Excerpted data:
//! Shader Macro Definitions
//!
//! [`DefineList`] holds the macro set a shader compiles with. Entries are
//! kept sorted by key, so two lists built in different insertion orders
//! serialize identically and produce the same cache key.

/// An ordered collection of `NAME=value` shader macros.
#[derive(Debug, Clone, Default, PartialEq, Eq)]
pub struct DefineList {
    // Sorted by key; binary search keeps insertion O(log n) + shift.
    defines: Vec<(String, i32)>,
}

impl DefineList {
    #[must_use]
    pub fn new() -> Self {
        Self::default()
    }

    /// Sets a macro, replacing any existing value for the key.
    pub fn set(&mut self, key: impl Into<String>, value: i32) {
        let key = key.into();
        match self.defines.binary_search_by(|(k, _)| k.as_str().cmp(&key)) {
            Ok(index) => self.defines[index].1 = value,
            Err(index) => self.defines.insert(index, (key, value)),
        }
    }

    /// Sets a flag-style macro to 1.
    pub fn enable(&mut self, key: impl Into<String>) {
        self.set(key, 1);
    }

    #[must_use]
    pub fn get(&self, key: &str) -> Option<i32> {
        self.defines
            .binary_search_by(|(k, _)| k.as_str().cmp(key))
            .ok()
            .map(|index| self.defines[index].1)
    }

    #[must_use]
    pub fn contains(&self, key: &str) -> bool {
        self.get(key).is_some()
    }

    /// Removes a macro; returns whether it was present.
    pub fn remove(&mut self, key: &str) -> bool {
        match self.defines.binary_search_by(|(k, _)| k.as_str().cmp(key)) {
            Ok(index) => {
                self.defines.remove(index);
                true
            }
            Err(_) => false,
        }
    }

    pub fn clear(&mut self) {
        self.defines.clear();
    }

    #[must_use]
    pub fn len(&self) -> usize {
        self.defines.len()
    }

    #[must_use]
    pub fn is_empty(&self) -> bool {
        self.defines.is_empty()
    }

    pub fn iter(&self) -> impl Iterator<Item = (&str, i32)> {
        self.defines.iter().map(|(k, v)| (k.as_str(), *v))
    }

    /// Merges `other` into `self`; values from `other` win on conflict.
    pub fn merge(&mut self, other: &DefineList) {
        for (key, value) in other.iter() {
            self.set(key, value);
        }
    }

    /// Canonical serialized form, `#KEY=VALUE` per entry in key order.
    /// Identical macro sets always serialize identically.
    #[must_use]
    pub fn to_string_canonical(&self) -> String {
        use std::fmt::Write;
        let mut out = String::new();
        for (key, value) in &self.defines {
            let _ = write!(out, "#{key}={value}");
        }
        out
    }

    /// Parses `IDENT=INT` items out of `source` (any separators between
    /// items are skipped) and inserts them. Returns how many were parsed.
    pub fn parse(&mut self, source: &str) -> usize {
        let mut count = 0;
        let mut rest = source;
        while let Some(eq) = rest.find('=') {
            // Identifier runs back from '='.
            let key_start = rest[..eq]
                .rfind(|c: char| !c.is_ascii_alphanumeric() && c != '_')
                .map_or(0, |i| i + 1);
            let key = &rest[key_start..eq];

            let value_end = rest[eq + 1..]
                .find(|c: char| !c.is_ascii_digit() && c != '-')
                .map_or(rest.len(), |i| eq + 1 + i);
            let value = &rest[eq + 1..value_end];

            if is_identifier(key) {
                if let Ok(value) = value.parse::<i32>() {
                    self.set(key, value);
                    count += 1;
                }
            }
            rest = &rest[value_end.max(eq + 1)..];
        }
        count
    }
}

impl std::fmt::Display for DefineList {
    fn fmt(&self, f: &mut std::fmt::Formatter<'_>) -> std::fmt::Result {
        f.write_str(&self.to_string_canonical())
    }
}

impl From<&[(&str, i32)]> for DefineList {
    fn from(items: &[(&str, i32)]) -> Self {
        let mut list = Self::new();
        for &(key, value) in items {
            list.set(key, value);
        }
        list
    }
}

fn is_identifier(s: &str) -> bool {
    let mut chars = s.chars();
    match chars.next() {
        Some(c) if c.is_ascii_alphabetic() || c == '_' => {}
        _ => return false,
    }
    chars.all(|c| c.is_ascii_alphanumeric() || c == '_')
}

#[cfg(test)]
mod tests {
    use super::*;

    #[test]
    fn test_set_and_get() {
        let mut defines = DefineList::new();
        defines.enable("USE_NORMAL_MAP");
        defines.set("LIGHT_COUNT", 4);

        assert_eq!(defines.get("USE_NORMAL_MAP"), Some(1));
        assert_eq!(defines.get("LIGHT_COUNT"), Some(4));
        assert_eq!(defines.get("MISSING"), None);

        defines.set("LIGHT_COUNT", 8);
        assert_eq!(defines.get("LIGHT_COUNT"), Some(8));
        assert_eq!(defines.len(), 2);
    }

    #[test]
    fn test_canonical_form_ignores_insertion_order() {
        let mut a = DefineList::new();
        a.set("B", 2);
        a.set("A", 1);
        a.set("C", 3);

        let mut b = DefineList::new();
        b.set("C", 3);
        b.set("A", 1);
        b.set("B", 2);

        assert_eq!(a.to_string_canonical(), b.to_string_canonical());
        assert_eq!(a.to_string_canonical(), "#A=1#B=2#C=3");
        assert_eq!(a, b);
    }

    #[test]
    fn test_remove() {
        let mut defines = DefineList::new();
        defines.set("A", 1);
        assert!(defines.remove("A"));
        assert!(!defines.remove("A"));
        assert!(defines.is_empty());
    }

    #[test]
    fn test_merge_overrides() {
        let mut base = DefineList::from(&[("A", 1), ("B", 2)][..]);
        let patch = DefineList::from(&[("B", 3), ("C", 4)][..]);
        base.merge(&patch);

        assert_eq!(base.get("A"), Some(1));
        assert_eq!(base.get("B"), Some(3));
        assert_eq!(base.get("C"), Some(4));
    }

    #[test]
    fn test_parse_round_trip() {
        let mut defines = DefineList::new();
        defines.set("MAX_BONES", 64);
        defines.set("USE_SKINNING", 1);
        let serialized = defines.to_string_canonical();

        let mut parsed = DefineList::new();
        assert_eq!(parsed.parse(&serialized), 2);
        assert_eq!(parsed, defines);
    }

    #[test]
    fn test_parse_skips_malformed_items() {
        let mut defines = DefineList::new();
        let count = defines.parse("FOO=1 2BAD=2 BAR=xyz BAZ=-3");
        assert_eq!(count, 2);
        assert_eq!(defines.get("FOO"), Some(1));
        assert_eq!(defines.get("BAZ"), Some(-3));
        assert!(!defines.contains("2BAD"));
        assert!(!defines.contains("BAR"));
    }
}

Task to carry out: The answer should be an exact reproduction of all the entries.

Result:
//! Shader Macro Definitions
//!
//! [`DefineList`] holds the macro set a shader compiles with. Entries are
//! kept sorted by key, so two lists built in different insertion orders
//! serialize identically and produce the same cache key.

/// An ordered collection of `NAME=value` shader macros.
#[derive(Debug, Clone, Default, PartialEq, Eq)]
pub struct DefineList {
    // Sorted by key; binary search keeps insertion O(log n) + shift.
    defines: Vec<(String, i32)>,
}

impl DefineList {
    #[must_use]
    pub fn new() -> Self {
        Self::default()
    }

    /// Sets a macro, replacing any existing value for the key.
    pub fn set(&mut self, key: impl Into<String>, value: i32) {
        let key = key.into();
        match self.defines.binary_search_by(|(k, _)| k.as_str().cmp(&key)) {
            Ok(index) => self.defines[index].1 = value,
            Err(index) => self.defines.insert(index, (key, value)),
        }
    }

    /// Sets a flag-style macro to 1.
    pub fn enable(&mut self, key: impl Into<String>) {
        self.set(key, 1);
    }

    #[must_use]
    pub fn get(&self, key: &str) -> Option<i32> {
        self.defines
            .binary_search_by(|(k, _)| k.as_str().cmp(key))
            .ok()
            .map(|index| self.defines[index].1)
    }

    #[must_use]
    pub fn contains(&self, key: &str) -> bool {
        self.get(key).is_some()
    }

    /// Removes a macro; returns whether it was present.
    pub fn remove(&mut self, key: &str) -> bool {
        match self.defines.binary_search_by(|(k, _)| k.as_str().cmp(key)) {
            Ok(index) => {
                self.defines.remove(index);
                true
            }
            Err(_) => false,
        }
    }

    pub fn clear(&mut self) {
        self.defines.clear();
    }

    #[must_use]
    pub fn len(&self) -> usize {
        self.defines.len()
    }

    #[must_use]
    pub fn is_empty(&self) -> bool {
        self.defines.is_empty()
    }

    pub fn iter(&self) -> impl Iterator<Item = (&str, i32)> {
        self.defines.iter().map(|(k, v)| (k.as_str(), *v))
    }

    /// Merges `other` into `self`; values from `other` win on conflict.
    pub fn merge(&mut self, other: &DefineList) {
        for (key, value) in other.iter() {
            self.set(key, value);
        }
    }

    /// Canonical serialized form, `#KEY=VALUE` per entry in key order.
    /// Identical macro sets always serialize identically.
    #[must_use]
    pub fn to_string_canonical(&self) -> String {
        use std::fmt::Write;
        let mut out = String::new();
        for (key, value) in &self.defines {
            let _ = write!(out, "#{key}={value}");
        }
        out
    }

    /// Parses `IDENT=INT` items out of `source` (any separators between
    /// items are skipped) and inserts them. Returns how many were parsed.
    pub fn parse(&mut self, source: &str) -> usize {
        let mut count = 0;
        let mut rest = source;
        while let Some(eq) = rest.find('=') {
            // Identifier runs back from '='.
            let key_start = rest[..eq]
                .rfind(|c: char| !c.is_ascii_alphanumeric() && c != '_')
                .map_or(0, |i| i + 1);
            let key = &rest[key_start..eq];

            let value_end = rest[eq + 1..]
                .find(|c: char| !c.is_ascii_digit() && c != '-')
                .map_or(rest.len(), |i| eq + 1 + i);
            let value = &rest[eq + 1..value_end];

            if is_identifier(key) {
                if let Ok(value) = value.parse::<i32>() {
                    self.set(key, value);
                    count += 1;
                }
            }
            rest = &rest[value_end.max(eq + 1)..];
        }
        count
    }
}

impl std::fmt::Display for DefineList {
    fn fmt(&self, f: &mut std::fmt::Formatter<'_>) -> std::fmt::Result {
        f.write_str(&self.to_string_canonical())
    }
}

impl From<&[(&str, i32)]> for DefineList {
    fn from(items: &[(&str, i32)]) -> Self {
        let mut list = Self::new();
        for &(key, value) in items {
            list.set(key, value);
        }
        list
    }
}

fn is_identifier(s: &str) -> bool {
    let mut chars = s.chars();
    match chars.next() {
        Some(c) if c.is_ascii_alphabetic() || c == '_' => {}
        _ => return false,
    }
    chars.all(|c| c.is_ascii_alphanumeric() || c == '_')
}

#[cfg(test)]
mod tests {
    use super::*;

    #[test]
    fn test_set_and_get() {
        let mut defines = DefineList::new();
        defines.enable("USE_NORMAL_MAP");
        defines.set("LIGHT_COUNT", 4);

        assert_eq!(defines.get("USE_NORMAL_MAP"), Some(1));
        assert_eq!(defines.get("LIGHT_COUNT"), Some(4));
        assert_eq!(defines.get("MISSING"), None);

        defines.set("LIGHT_COUNT", 8);
        assert_eq!(defines.get("LIGHT_COUNT"), Some(8));
        assert_eq!(defines.len(), 2);
    }

    #[test]
    fn test_canonical_form_ignores_insertion_order() {
        let mut a = DefineList::new();
        a.set("B", 2);
        a.set("A", 1);
        a.set("C", 3);

        let mut b = DefineList::new();
        b.set("C", 3);
        b.set("A", 1);
        b.set("B", 2);

        assert_eq!(a.to_string_canonical(), b.to_string_canonical());
        assert_eq!(a.to_string_canonical(), "#A=1#B=2#C=3");
        assert_eq!(a, b);
    }

    #[test]
    fn test_remove() {
        let mut defines = DefineList::new();
        defines.set("A", 1);
        assert!(defines.remove("A"));
        assert!(!defines.remove("A"));
        assert!(defines.is_empty());
    }

    #[test]
    fn test_merge_overrides() {
        let mut base = DefineList::from(&[("A", 1), ("B", 2)][..]);
        let patch = DefineList::from(&[("B", 3), ("C", 4)][..]);
        base.merge(&patch);

        assert_eq!(base.get("A"), Some(1));
        assert_eq!(base.get("B"), Some(3));
        assert_eq!(base.get("C"), Some(4));
    }

    #[test]
    fn test_parse_round_trip() {
        let mut defines = DefineList::new();
        defines.set("MAX_BONES", 64);
        defines.set("USE_SKINNING", 1);
        let serialized = defines.to_string_canonical();

        let mut parsed = DefineList::new();
        assert_eq!(parsed.parse(&serialized), 2);
        assert_eq!(parsed, defines);
    }

    #[test]
    fn test_parse_skips_malformed_items() {
        let mut defines = DefineList::new();
        let count = defines.parse("FOO=1 2BAD=2 BAR=xyz BAZ=-3");
        assert_eq!(count, 2);
        assert_eq!(defines.get("FOO"), Some(1));
        assert_eq!(defines.get("BAZ"), Some(-3));
        assert!(!defines.contains("2BAD"));
        assert!(!defines.contains("BAR"));
    }
}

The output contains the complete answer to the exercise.